Magazine | June 11, 2018, Issue

Silent Minority

John Krasinski and Noah Jupe in A Quiet Place (Paramount Pictures)

I am late to A Quiet Place, the horror sensation of the spring, which has grossed $176 million and counting and perhaps, perhaps, finally allowed John Krasinski, its co-writer, star, and director, to be recognized for something besides being that goofy-looking dude from The Office who somehow married Emily Blunt.

Although because Emily Blunt, a.k.a. Mrs. Krasinski, is also in the movie, and because she manages to be radiantly herself even while giving birth silently in a bathtub while an insectoid alien creature tries to hunt her by sound, the possibility that her husband married up considerably is not exactly put to rest.

What the movie does decisively establish is that Krasinski can direct a harrowing suspense movie, which seems like a far better use of his talents than the attempt by Michael Bay to turn him into an action star in 13 Hours: The Secret Soldiers of Benghazi two years back. In fairness, A Quiet Place also requires its writer-star to act like an action hero now and then, but not the buffed-up military sort; he’s playing an everydad in extremis this time, which makes his soft, cartoon-character version of good looks a much more reasonable fit.

The extreme situation is a clever sci-fi/horror conceit: The Earth has been invaded by huge alien creatures in armored carapaces that hunt exclusively by sound, and they have wiped out much of the human race but not the family that Krasinski’s father heads — in part, it seems, because the latter live in a fortuitously remote farmhouse, and in part because his older daughter (Millicent Simmonds) is deaf and so the family is adept at communicating via sign language.
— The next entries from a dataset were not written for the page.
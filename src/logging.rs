use tracing_subscriber::{fmt, layer::SubscriberExt, util::SubscriberInitExt, EnvFilter};

pub fn init() {
    let fmt_layer = fmt::layer().json().with_writer(std::io::stderr);
    let filter = EnvFilter::try_from_default_env().unwrap_or_else(|_| EnvFilter::new("info"));
    tracing_subscriber::registry().with(filter).with(fmt_layer).init();
}

/// Stand-alone dispatcher for one importer's diagnostics, independent of the
/// global subscriber.
pub fn importer_dispatch(level: &str) -> tracing::Dispatch {
    let subscriber = tracing_subscriber::registry()
        .with(EnvFilter::new(level))
        .with(fmt::layer().with_writer(std::io::stderr).with_target(false));
    tracing::Dispatch::new(subscriber)
}
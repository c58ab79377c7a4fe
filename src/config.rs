use crate::importer::{Importer, ImporterOptions};
use anyhow::Context;
use serde::Deserialize;
use std::fs;
use std::path::{Path, PathBuf};

#[derive(Debug, Deserialize, Clone)]
pub struct Config {
    pub root: Root,
    #[serde(default)]
    pub library: Library,
    #[serde(default)]
    pub limits: Limits,
}

#[derive(Debug, Deserialize, Clone)]
pub struct Root {
    pub root_dir: PathBuf,
    /// Context for entrypoint paths given relative; process cwd when unset.
    #[serde(default)]
    pub working_dir: Option<PathBuf>,
}

#[derive(Debug, Deserialize, Clone, Default)]
pub struct Library {
    #[serde(default)]
    pub jpaths: Vec<String>,
}

#[derive(Debug, Deserialize, Clone, Default)]
pub struct Limits {
    #[serde(default)]
    pub max_file_kb: Option<u64>,
}

impl Config {
    pub fn for_root(root_dir: impl Into<PathBuf>) -> Self {
        Self {
            root: Root { root_dir: root_dir.into(), working_dir: None },
            library: Library::default(),
            limits: Limits::default(),
        }
    }

    pub fn load(path: &Path) -> anyhow::Result<Self> {
        let raw = fs::read_to_string(path)?;
        if path.extension().map(|e| e == "json").unwrap_or(false) {
            Ok(serde_json::from_str(&raw)?)
        } else {
            Ok(toml::from_str(&raw)?)
        }
    }

    pub fn validate(&self) -> anyhow::Result<()> {
        if self.root.root_dir.as_os_str().is_empty() {
            anyhow::bail!("root_dir must not be empty");
        }
        if !self.root.root_dir.is_dir() {
            anyhow::bail!("root_dir does not exist or is not a directory: {}", self.root.root_dir.display());
        }
        if let Some(dir) = &self.root.working_dir {
            if !dir.is_dir() {
                anyhow::bail!("working_dir does not exist or is not a directory: {}", dir.display());
            }
        }
        if self.limits.max_file_kb == Some(0) {
            anyhow::bail!("max_file_kb must be > 0");
        }
        Ok(())
    }

    pub fn options(&self) -> ImporterOptions {
        let mut options = ImporterOptions::new();
        if let Some(dir) = &self.root.working_dir {
            options = options.working_dir(dir);
        }
        if let Some(kb) = self.limits.max_file_kb {
            options = options.max_file_bytes(kb.saturating_mul(1024));
        }
        options
    }

    /// `options` usually starts from [`Config::options`].
    pub fn build_importer(&self, options: ImporterOptions) -> anyhow::Result<Importer> {
        Importer::new(&self.root.root_dir, self.library.jpaths.as_slice(), options)
            .with_context(|| format!("opening importer rooted at {}", self.root.root_dir.display()))
    }
}
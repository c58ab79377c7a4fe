//! Confined file resolution for template imports.
//!
//! An [`Importer`] turns `(imported_from, imported_path)` pairs into file
//! contents without ever reading outside one root directory: `..` traversal,
//! absolute paths and outward symlinks are refused, library paths are searched
//! in order, and results are memoized for the importer's lifetime.

pub mod boundary;
pub mod cache;
pub mod config;
pub mod errors;
pub mod importer;
pub mod logging;
pub mod resolver;
pub mod search;

pub use errors::{ImportError, ImportResult};
pub use importer::{DynImporter, FileImporter, Importer, ImporterOptions, Resolved};
use crate::errors::{null_byte_check, ImportError, ImportResult};
use crate::resolver::{absolutize, clean, is_subpath, relative_to, ImportRequest, Origin, ResolutionCandidate};
use std::path::{Path, PathBuf};

/// Library directories, root-relative, in search order. Never empty.
#[derive(Debug, Clone, PartialEq, Eq)]
pub struct SearchChain {
    dirs: Vec<PathBuf>,
}

impl SearchChain {
    /// Validates configured library paths against `root` (absolute, cleaned).
    /// Relative entries are read against the root; empty entries are skipped.
    pub fn new<S: AsRef<str>>(root: &Path, library_paths: &[S]) -> ImportResult<Self> {
        let mut dirs = Vec::with_capacity(library_paths.len());
        for jpath in library_paths.iter().map(AsRef::as_ref) {
            if jpath.is_empty() {
                continue;
            }
            null_byte_check("library path", jpath)?;
            let resolved = absolutize(root, Path::new(jpath));
            let rel = match relative_to(root, &resolved) {
                Some(rel) if is_subpath(root, &resolved) => rel,
                _ => {
                    return Err(ImportError::LibraryPathOutsideRoot {
                        path: jpath.to_string(),
                        resolved,
                        root: root.to_path_buf(),
                    })
                }
            };
            dirs.push(rel);
        }
        if dirs.is_empty() {
            dirs.push(PathBuf::from("."));
        }
        Ok(Self { dirs })
    }

    pub fn dirs(&self) -> &[PathBuf] {
        &self.dirs
    }

    /// Directories to search for this origin. Entrypoints always see the root
    /// first, unless it is already configured.
    pub fn effective_dirs(&self, origin: Origin) -> Vec<PathBuf> {
        let dot = Path::new(".");
        if origin == Origin::Initial && !self.dirs.iter().any(|d| d == dot) {
            let mut dirs = Vec::with_capacity(self.dirs.len() + 1);
            dirs.push(dot.to_path_buf());
            dirs.extend(self.dirs.iter().cloned());
            return dirs;
        }
        self.dirs.clone()
    }

    /// Fallback candidates in priority order. An absolute import names a
    /// single location and has none.
    pub fn candidates(&self, root: &Path, req: &ImportRequest<'_>) -> Vec<ResolutionCandidate> {
        if req.is_absolute() {
            return Vec::new();
        }
        self.effective_dirs(req.origin())
            .into_iter()
            .map(|dir| {
                let target = clean(&root.join(&dir).join(req.imported_path));
                ResolutionCandidate::classify(root, dir, target)
            })
            .collect()
    }
}
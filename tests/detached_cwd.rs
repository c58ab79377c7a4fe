//! Changes the process working directory; kept in its own test binary.

#![cfg(unix)]

use rootjail::{Importer, ImporterOptions};
use std::fs;

const NO_JPATHS: &[&str] = &[];

#[test]
fn absolute_construction_survives_deleted_cwd() {
    let root = tempfile::tempdir().unwrap();
    fs::write(root.path().join("main.jsonnet"), "{ok: true}").unwrap();

    let doomed = tempfile::tempdir().unwrap();
    let doomed_path = doomed.path().to_path_buf();
    std::env::set_current_dir(&doomed_path).unwrap();
    drop(doomed);
    assert!(!doomed_path.exists());
    assert!(std::env::current_dir().is_err());

    let options = ImporterOptions::new().working_dir(root.path());
    let imp = Importer::new(root.path(), NO_JPATHS, options).unwrap();
    let found = imp.resolve("", "main.jsonnet").unwrap();
    assert_eq!(found.as_str(), Some("{ok: true}"));

    let err = Importer::new(root.path(), NO_JPATHS, ImporterOptions::new().working_dir("relative"))
        .unwrap_err();
    assert_eq!(err.code(), "CannotResolveAbsolutePath");

    std::env::set_current_dir(root.path()).unwrap();
}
This skill has enabled them to establish a sustainable life, of sorts, one lived in a silence deep enough to shame a Trappist — complete with perpetually sandy earth scattered on all the paths of their farm to deaden footsteps, footprints painted on the floors of the old farmhouse to show you where to step to avoid a single creak, complicated signaling systems, and a battery of video cameras installed to monitor the property. They also have a problematic blessing on the way: Blunt’s mother is expecting, and Krasinski’s dad (the characters presumably have names in the script, but I don’t think you ever hear them) has tried to set up a soundproofed basement, roofed with pillows and newspapers, in which she can be delivered and their child can safely cry.

The existence of this bunker raised the second-biggest question of the movie; namely, why the family spends as much time as they do aboveground. (When a post-mealtime accident almost calls the creatures down on them, I found myself wondering, Why not put your game room in your basement, like a normal American family?) The biggest question is why nobody in this world has figured out the creatures’ weakness — “What is their weakness?” reads a scrawl on the dad’s basement whiteboard, in case you didn’t think to wonder — when I figured it out at least an hour before the climax.

But similar questions could be asked of many genre exercises, and this one offers many pleasures as ballast against its various implausibilities — not just the intense compressed suspense that makes an upturned nail in a floorboard as terrifying as Freddy Krueger, but also a wonderful use of natural sound and physical beauty, in which the rush of a river and the crash of a waterfall offer refuge and safety even as other forms of pastoral loveliness conceal a thousand ways to make a sound and die.

As in many horror movies, the obvious themes of A Quiet Place tend toward a kind of mild social conservatism — the embattled family, the parents as desperate protectors, the pregnancy as an act of pro-life defiance in a darkening world. And naturally, in our age of takes, that tendency has provoked some highly politicized readings, notably from The New Yorker’s Richard Brody: “In their enforced silence,” he writes of the movie, “these characters are a metaphorical silent — white — majority, one that doesn’t dare to speak freely for fear of being heard by the super-sensitive ears of the dark others.”

This reading is hysterical, but to the extent that it touches on anything real I thought A Quiet Place actually undercuts a certain kind of male-paternal fantasy of real estate and retreat, in which a self-sufficient farmhouse is romanticized as the best place to ride out the apocalypse. Yes, in the movie the family’s isolation partially protects them — but the creatures still arrive, and once they’re there neither your guns nor your well-stocked grain silos can save you. They’re in the cornfields, they’re in the woods, they’re crawling on your roof, you can’t protect your kids, you can’t protect yourself . . .

. . . which is to say that for anyone who lives in the northeastern United States, A Quiet Place feels less like a narrative of white flight and more like a parable of Lyme disease.